Validate against knowledge/sitemap.md. Report findings:
- Protocol violations (invalid URL, missing <loc>, bad encoding, over 50k URLs in one file, over 50MB uncompressed).
- Coverage gaps (pages in inventory missing from sitemap, sitemap URLs missing from inventory — possible 404s or stale entries).
- lastmod hygiene (missing, future-dated, identical across all entries).
- Canonical mismatches (sitemap URL vs. rendered canonical tag).
- robots.txt issues (blocking assets needed for render, blocking sitemap path, contradictory allow/disallow, outdated AI-bot rules).
- AI-crawler posture (GPTBot, ClaudeBot, PerplexityBot, Google-Extended, Bingbot — flag if silently blocked).
Write findings to .overgrow/sitemap-audit.md with severity (critical / high / medium / low) and specific fixes.

Build flow

Read .overgrow/inventory.md for the list of indexable pages. Exclude utility and anything the user flags.
Collect inputs (see knowledge/sitemap.md § "Inputs to collect"). If any input is missing, ask once in a single message.
Generate sitemap.xml following the rules in knowledge/sitemap.md. For > 50k URLs, emit a sitemap index plus shard files.
Generate or update robots.txt. Default posture: open (allow all user-agents, disallow explicit exclusion paths, reference the sitemap).
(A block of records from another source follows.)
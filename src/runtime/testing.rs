//! Mock implementations for testing
//!
//! These mocks enable integration testing without a browser or a model.

use super::traits::*;
use super::{spawn_session, SessionEvent, SessionHandle};
use crate::config::SessionSettings;
use crate::services::ServiceError;
use crate::state_machine::ControllerState;
use crate::transcript::Turn;
use async_trait::async_trait;
use std::collections::VecDeque;
use std::sync::atomic::{AtomicUsize, Ordering};
use std::sync::{Arc, Mutex};
use std::time::Duration;
use tokio::sync::{broadcast, Notify};

// ============================================================================
// Mock Capture Service
// ============================================================================

/// Capture service driven by the test through `emit_chunk` / `emit_stopped`
#[derive(Default)]
pub struct MockCapture {
    starts: Mutex<Vec<String>>,
    stops: AtomicUsize,
    sink: Mutex<Option<CaptureSink>>,
    start_delay: Option<Duration>,
    start_error: Option<ServiceError>,
}

impl MockCapture {
    pub fn new() -> Self {
        Self::default()
    }

    /// `start` takes this long before the capture is live
    pub fn with_start_delay(mut self, delay: Duration) -> Self {
        self.start_delay = Some(delay);
        self
    }

    /// `start` fails with this error
    pub fn failing(mut self, error: ServiceError) -> Self {
        self.start_error = Some(error);
        self
    }

    pub fn starts(&self) -> Vec<String> {
        self.starts.lock().unwrap().clone()
    }

    pub fn stops(&self) -> usize {
        self.stops.load(Ordering::SeqCst)
    }

    pub fn is_live(&self) -> bool {
        self.sink.lock().unwrap().is_some()
    }

    pub async fn wait_until_live(&self, timeout: Duration) -> bool {
        let deadline = tokio::time::Instant::now() + timeout;
        while tokio::time::Instant::now() < deadline {
            if self.is_live() {
                return true;
            }
            tokio::time::sleep(Duration::from_millis(5)).await;
        }
        false
    }

    /// Recognize `text` on the live capture
    pub async fn emit_chunk(&self, text: &str) -> bool {
        let sink = self.sink.lock().unwrap().clone();
        match sink {
            Some(sink) => sink.transcript_chunk(text).await,
            None => false,
        }
    }

    /// End the live capture from the service side
    pub async fn emit_stopped(&self) -> bool {
        let sink = self.sink.lock().unwrap().take();
        match sink {
            Some(sink) => sink.stopped().await,
            None => false,
        }
    }
}

#[async_trait]
impl CaptureService for MockCapture {
    async fn start(&self, sink: CaptureSink) -> Result<(), ServiceError> {
        self.starts
            .lock()
            .unwrap()
            .push(sink.capture_id().to_string());

        if let Some(delay) = self.start_delay {
            tokio::time::sleep(delay).await;
        }
        if let Some(error) = &self.start_error {
            return Err(error.clone());
        }

        *self.sink.lock().unwrap() = Some(sink);
        Ok(())
    }

    async fn stop(&self) {
        self.stops.fetch_add(1, Ordering::SeqCst);
        self.sink.lock().unwrap().take();
    }
}

// ============================================================================
// Mock Responder
// ============================================================================

/// Responder that returns queued results, then a default reply
pub struct MockResponder {
    results: Mutex<VecDeque<Result<String, ServiceError>>>,
    delay: Option<Duration>,
    /// Record of every history it was asked to answer
    pub histories: Mutex<Vec<Vec<Turn>>>,
}

pub const MOCK_REPLY: &str = "Mock reply";

impl MockResponder {
    pub fn new() -> Self {
        Self {
            results: Mutex::new(VecDeque::new()),
            delay: None,
            histories: Mutex::new(Vec::new()),
        }
    }

    pub fn with_reply(self, text: impl Into<String>) -> Self {
        self.results.lock().unwrap().push_back(Ok(text.into()));
        self
    }

    pub fn with_error(self, error: ServiceError) -> Self {
        self.results.lock().unwrap().push_back(Err(error));
        self
    }

    pub fn with_delay(mut self, delay: Duration) -> Self {
        self.delay = Some(delay);
        self
    }

    pub fn recorded_histories(&self) -> Vec<Vec<Turn>> {
        self.histories.lock().unwrap().clone()
    }
}

impl Default for MockResponder {
    fn default() -> Self {
        Self::new()
    }
}

#[async_trait]
impl Responder for MockResponder {
    async fn generate(&self, history: &[Turn]) -> Result<String, ServiceError> {
        self.histories.lock().unwrap().push(history.to_vec());
        if let Some(delay) = self.delay {
            tokio::time::sleep(delay).await;
        }
        self.results
            .lock()
            .unwrap()
            .pop_front()
            .unwrap_or_else(|| Ok(MOCK_REPLY.to_string()))
    }
}

// ============================================================================
// Mock Synthesizer
// ============================================================================

/// Synthesizer that records what it was asked to say
pub struct MockSynthesizer {
    spoken: Mutex<Vec<String>>,
    reports_completion: bool,
    /// When set, playback lasts until the notify fires
    hold: Option<Arc<Notify>>,
    error: Option<ServiceError>,
}

impl MockSynthesizer {
    pub fn new() -> Self {
        Self {
            spoken: Mutex::new(Vec::new()),
            reports_completion: true,
            hold: None,
            error: None,
        }
    }

    /// Declare no completion signal, so the fallback timer ends `Speaking`
    pub fn without_completion(mut self) -> Self {
        self.reports_completion = false;
        self
    }

    pub fn held_by(mut self, release: Arc<Notify>) -> Self {
        self.hold = Some(release);
        self
    }

    pub fn failing(mut self, error: ServiceError) -> Self {
        self.error = Some(error);
        self
    }

    pub fn spoken(&self) -> Vec<String> {
        self.spoken.lock().unwrap().clone()
    }
}

impl Default for MockSynthesizer {
    fn default() -> Self {
        Self::new()
    }
}

#[async_trait]
impl Synthesizer for MockSynthesizer {
    async fn speak(&self, text: &str) -> Result<(), ServiceError> {
        self.spoken.lock().unwrap().push(text.to_string());
        if let Some(release) = &self.hold {
            release.notified().await;
        }
        match &self.error {
            Some(error) => Err(error.clone()),
            None => Ok(()),
        }
    }

    fn reports_completion(&self) -> bool {
        self.reports_completion
    }
}

// ============================================================================
// Test Session Builder
// ============================================================================

/// A running session wired to mocks, with helpers to observe it
pub struct TestSession {
    pub handle: SessionHandle,
    pub events: broadcast::Receiver<SessionEvent>,
    pub capture: Arc<MockCapture>,
    pub responder: Arc<MockResponder>,
    pub synthesizer: Arc<MockSynthesizer>,
}

pub struct TestSessionBuilder {
    settings: SessionSettings,
    capture: MockCapture,
    responder: MockResponder,
    synthesizer: MockSynthesizer,
}

impl TestSession {
    pub fn builder() -> TestSessionBuilder {
        TestSessionBuilder {
            settings: SessionSettings::default(),
            capture: MockCapture::new(),
            responder: MockResponder::new(),
            synthesizer: MockSynthesizer::new(),
        }
    }
}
Only switch to restricted or closed when the user says so — typically for staging, internal, or compliance-locked sites.
Write the files to the project's static root (public/, static/, framework-specific path). Do not overwrite existing files without asking; produce .next/.proposed variants if there's an existing file.
Print a short summary: URL count, shard count, AI-crawler posture, where the files were written.

Defaults for AI bots (growth-first)

Unless the user says otherwise, robots.txt explicitly allows:

GPTBot (OpenAI)
ChatGPT-User
OAI-SearchBot
ClaudeBot / anthropic-ai / Claude-Web
PerplexityBot
Google-Extended
Applebot-Extended
Bingbot (always)
CCBot (Common Crawl)

Explicit allow lines beat silence — spell them out so the posture is auditable. If the user wants to restrict one or more, ask for the list and write Disallow: / blocks per user-agent.

Constraints

Never emit sitemap entries for routes that do not exist in the inventory.
Never include query-stringed URLs unless the user intentionally exposes them.
Respect canonical tags — the sitemap URL must match the page's own canonical.
Follow knowledge/sitemap.md for encoding, escaping, lastmod formatting, and sharding rules. Do not improvise.
Output must pass XML validation against the sitemaps.org schema.

What this skill does NOT do

Does not submit sitemaps to Search Console / Bing Webmaster — print the URL for the user to submit.
Does not generate HTML sitemaps (user-facing navigation pages).
Does not touch hreflang beyond noting issues in the audit — i18n link generation lives in a dedicated sitemap that this skill will build if the inventory declares locales.